◆ **ASSIGNMENT**:
Restate the full set of records exactly, word for word.

Stored items:
▼

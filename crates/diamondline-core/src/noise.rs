// Injectable random source for the scoring variance.
//
// Calculators never reach for a global RNG; they draw from whatever `Noise`
// the caller hands in, so tests can pin every draw.

use rand::rngs::StdRng;
use rand::{Rng, SeedableRng};

/// A source of uniform draws in `[0, 1)`.
pub trait Noise {
    fn unit(&mut self) -> f64;

    /// Uniform draw in `[lo, hi]`.
    fn uniform(&mut self, lo: f64, hi: f64) -> f64 {
        lo + (hi - lo) * self.unit()
    }

    /// Symmetric variance in `[-spread, +spread]`.
    fn jitter(&mut self, spread: f64) -> f64 {
        self.uniform(-spread, spread)
    }

    /// True when a unit draw lands strictly above `threshold`.
    fn chance_above(&mut self, threshold: f64) -> bool {
        self.unit() > threshold
    }

    /// Index into a collection of `len` items. `len` must be non-zero.
    fn index(&mut self, len: usize) -> usize {
        ((self.unit() * len as f64) as usize).min(len.saturating_sub(1))
    }
}

impl<N: Noise + ?Sized> Noise for &mut N {
    fn unit(&mut self) -> f64 {
        (**self).unit()
    }
}

impl<N: Noise + ?Sized> Noise for Box<N> {
    fn unit(&mut self) -> f64 {
        (**self).unit()
    }
}

/// Production noise backed by `StdRng`.
pub struct SeededNoise {
    rng: StdRng,
}

impl SeededNoise {
    /// Non-reproducible noise seeded from the OS.
    pub fn from_entropy() -> Self {
        SeededNoise {
            rng: StdRng::from_entropy(),
        }
    }

    /// Reproducible noise for a fixed seed.
    pub fn seeded(seed: u64) -> Self {
        SeededNoise {
            rng: StdRng::seed_from_u64(seed),
        }
    }
}

impl Noise for SeededNoise {
    fn unit(&mut self) -> f64 {
        self.rng.gen::<f64>()
    }
}

/// Every draw is 0.5: uniform ranges return their midpoint, jitter is zero,
/// and `chance_above` is false for any threshold at or above one half.
#[derive(Debug, Clone, Copy, Default)]
pub struct MidpointNoise;

impl Noise for MidpointNoise {
    fn unit(&mut self) -> f64 {
        0.5
    }
}

/// Cycles through a fixed list of unit draws.
#[derive(Debug, Clone)]
pub struct SequenceNoise {
    values: Vec<f64>,
    next: usize,
}

impl SequenceNoise {
    /// Values are clamped into `[0, 1)`. An empty list behaves like
    /// [`MidpointNoise`].
    pub fn new(values: Vec<f64>) -> Self {
        let values = values
            .into_iter()
            .map(|v| v.clamp(0.0, 1.0 - f64::EPSILON))
            .collect();
        SequenceNoise { values, next: 0 }
    }
}

impl Noise for SequenceNoise {
    fn unit(&mut self) -> f64 {
        if self.values.is_empty() {
            return 0.5;
        }
        let v = self.values[self.next % self.values.len()];
        self.next += 1;
        v
    }
}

▲

◆ **COMPLETED TASK**:
filename crates/diamondline-core/src/noise.rs
// Injectable random source for the scoring variance.
//
// Calculators never reach for a global RNG; they draw from whatever `Noise`
// the caller hands in, so tests can pin every draw.

use rand::rngs::StdRng;
use rand::{Rng, SeedableRng};

/// A source of uniform draws in `[0, 1)`.
pub trait Noise {
    fn unit(&mut self) -> f64;

    /// Uniform draw in `[lo, hi]`.
    fn uniform(&mut self, lo: f64, hi: f64) -> f64 {
        lo + (hi - lo) * self.unit()
    }

    /// Symmetric variance in `[-spread, +spread]`.
    fn jitter(&mut self, spread: f64) -> f64 {
        self.uniform(-spread, spread)
    }

    /// True when a unit draw lands strictly above `threshold`.
    fn chance_above(&mut self, threshold: f64) -> bool {
        self.unit() > threshold
    }

    /// Index into a collection of `len` items. `len` must be non-zero.
    fn index(&mut self, len: usize) -> usize {
        ((self.unit() * len as f64) as usize).min(len.saturating_sub(1))
    }
}

impl<N: Noise + ?Sized> Noise for &mut N {
    fn unit(&mut self) -> f64 {
        (**self).unit()
    }
}

impl<N: Noise + ?Sized> Noise for Box<N> {
    fn unit(&mut self) -> f64 {
        (**self).unit()
    }
}

/// Production noise backed by `StdRng`.
pub struct SeededNoise {
    rng: StdRng,
}

impl SeededNoise {
    /// Non-reproducible noise seeded from the OS.
    pub fn from_entropy() -> Self {
        SeededNoise {
            rng: StdRng::from_entropy(),
        }
    }

    /// Reproducible noise for a fixed seed.
    pub fn seeded(seed: u64) -> Self {
        SeededNoise {
            rng: StdRng::seed_from_u64(seed),
        }
    }
}

impl Noise for SeededNoise {
    fn unit(&mut self) -> f64 {
        self.rng.gen::<f64>()
    }
}

/// Every draw is 0.5: uniform ranges return their midpoint, jitter is zero,
/// and `chance_above` is false for any threshold at or above one half.
#[derive(Debug, Clone, Copy, Default)]
pub struct MidpointNoise;

impl Noise for MidpointNoise {
    fn unit(&mut self) -> f64 {
        0.5
    }
}

/// Cycles through a fixed list of unit draws.
#[derive(Debug, Clone)]
pub struct SequenceNoise {
    values: Vec<f64>,
    next: usize,
}

impl SequenceNoise {
    /// Values are clamped into `[0, 1)`. An empty list behaves like
    /// [`MidpointNoise`].
    pub fn new(values: Vec<f64>) -> Self {
        let values = values
            .into_iter()
            .map(|v| v.clamp(0.0, 1.0 - f64::EPSILON))
            .collect();
        SequenceNoise { values, next: 0 }
    }
}

impl Noise for SequenceNoise {
    fn unit(&mut self) -> f64 {
        if self.values.is_empty() {
            return 0.5;
        }
        let v = self.values[self.next % self.values.len()];
        self.next += 1;
        v
    }
}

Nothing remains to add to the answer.